Retrotransposon-related genetic distance and hybrid performance in sunflower (Helianthus annuus L.)

Heterosis is a main force leading the development of the hybrid seed industry in sunflower. The purpose of this study is to evaluate if heterosis effects for morphological traits among sunflower hybrids can be related to differences in the repetitive component of the genome of parental lines. The assumption is that, at least for certain traits, heterosis results from mutations in the cis-regulatory elements of genes, largely related to retrotransposon insertions and/or removals. Our experimental approach consists of a correlation study between hybrid performance and retrotransposon-related genetic distances between inbreds. Six sunflower inbred lines of different origin were crossed in a half diallel fashion; comparing parental lines and hybrids, mid parent heterosis of F1 hybrids was evaluated for six traits.

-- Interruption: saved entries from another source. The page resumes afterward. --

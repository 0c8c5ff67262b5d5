//! In-process event log.

use crate::error::{Error, Result};
use crate::log::{EventLog, LogMessage};
use async_trait::async_trait;
use std::sync::atomic::{AtomicBool, AtomicI64, AtomicUsize, Ordering};
use std::sync::Mutex;
use tokio::sync::mpsc;

/// Single-partition [`EventLog`] held in memory.
///
/// Messages are appended with [`MemoryLog::push`]; `fetch` waits until one is
/// available. Commits are recorded and can be inspected. Fetch and commit
/// failures can be injected to exercise retry paths.
pub struct MemoryLog {
    topic: String,
    sender: mpsc::UnboundedSender<LogMessage>,
    receiver: tokio::sync::Mutex<mpsc::UnboundedReceiver<LogMessage>>,
    next_offset: AtomicI64,
    committed: Mutex<Vec<i64>>,
    failing_fetches: AtomicUsize,
    failing_commits: AtomicUsize,
    closed: AtomicBool,
}

impl MemoryLog {
    pub fn new(topic: impl Into<String>) -> Self {
        let (sender, receiver) = mpsc::unbounded_channel();
        Self {
            topic: topic.into(),
            sender,
            receiver: tokio::sync::Mutex::new(receiver),
            next_offset: AtomicI64::new(0),
            committed: Mutex::new(Vec::new()),
            failing_fetches: AtomicUsize::new(0),
            failing_commits: AtomicUsize::new(0),
            closed: AtomicBool::new(false),
        }
    }

    /// Append a payload and return its offset.
    pub fn push(&self, payload: impl Into<Vec<u8>>) -> i64 {
        let offset = self.next_offset.fetch_add(1, Ordering::SeqCst);
        let message = LogMessage {
            topic: self.topic.clone(),
            partition: 0,
            offset,
            key: None,
            payload: payload.into(),
            timestamp: None,
        };
        // The receiver lives as long as self
        let _ = self.sender.send(message);
        offset
    }

    /// Offsets of committed messages, in commit order.
    pub fn committed(&self) -> Vec<i64> {
        self.committed
            .lock()
            .map(|c| c.clone())
            .unwrap_or_default()
    }

    /// The next `n` fetches fail.
    pub fn fail_next_fetches(&self, n: usize) {
        self.failing_fetches.store(n, Ordering::SeqCst);
    }

    /// The next `n` commits fail.
    pub fn fail_next_commits(&self, n: usize) {
        self.failing_commits.store(n, Ordering::SeqCst);
    }

    pub fn is_closed(&self) -> bool {
        self.closed.load(Ordering::SeqCst)
    }
}

fn take_one(counter: &AtomicUsize) -> bool {
    counter
        .fetch_update(Ordering::SeqCst, Ordering::SeqCst, |n| n.checked_sub(1))
        .is_ok()
}

#[async_trait]
impl EventLog for MemoryLog {
    async fn fetch(&self) -> Result<LogMessage> {
        if self.is_closed() {
            return Err(Error::Closed);
        }
        if take_one(&self.failing_fetches) {
            return Err(Error::Consumer("injected fetch failure".to_string()));
        }
        self.receiver.lock().await.recv().await.ok_or(Error::Closed)
    }

    async fn commit(&self, message: &LogMessage) -> Result<()> {
        if take_one(&self.failing_commits) {
            return Err(Error::Commit("injected commit failure".to_string()));
        }
        self.committed
            .lock()
            .map_err(|_| Error::Commit("commit log poisoned".to_string()))?
            .push(message.offset);
        Ok(())
    }

    async fn close(&self) -> Result<()> {
        self.closed.store(true, Ordering::SeqCst);
        Ok(())
    }
}
//! Kafka to document store pipeline for sms-store.
//!
//! This crate provides:
//! - [`StreamProcessor`]: the per-topic fetch → decode → apply → commit loop
//! - [`Applier`]: the persistence adapter turning a decoded event into one
//!   storage call ([`SmsApplier`], [`UserStatusApplier`])
//! - [`Supervisor`]: runs processors as tasks and stops them within a deadline
//!
//! # Delivery guarantees
//!
//! An offset is committed only after its event was applied, or after the
//! payload was judged undecodable and dropped. Apply failures are retried
//! with a fixed backoff, forever, until cancellation. Because a commit can
//! fail, or an apply can succeed without the processor learning about it,
//! every event may be applied more than once. User status upserts tolerate
//! that; SMS inserts do not, and a retried insert can store a duplicate record.

mod apply;
mod processor;
mod supervisor;

pub use apply::{Applier, SmsApplier, UserStatusApplier};
pub use processor::{ProcessorState, ProcessorStats, StreamProcessor, DEFAULT_BACKOFF};
pub use supervisor::Supervisor;

// Re-exported so callers share the same token type
pub use tokio_util::sync::CancellationToken;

We estimated the parental genetic distances between the six inbreds on data gathered by the inter-retrotransposon-amplified-polymorphism (IRAP) protocol. Different retrotransposons previously isolated in sunflower were targeted by 11 primer pairs designed on conserved LTR domains. As a control, genetic distances were also calculated using 86 genic SNPs. We analysed the correlation between the mid-parent heterosis for each of the six traits analysed and the genetic distance (calculated on data obtained by SNP or IRAP analyses) between the parental lines. Differences between parents showed to be largely related to variations in the retrotransposon component of the genome. Retrotransposon-related genetic distance between parents resulted to be larger than that related to genic SNPs, and significantly correlated to seed yield and, at a lesser extent, to plant height and stem diameter in hybrids. The hypothesis that variations in the repetitive component of the genome, especially LTR-retrotransposons, affect the displaying of heterosis is discussed.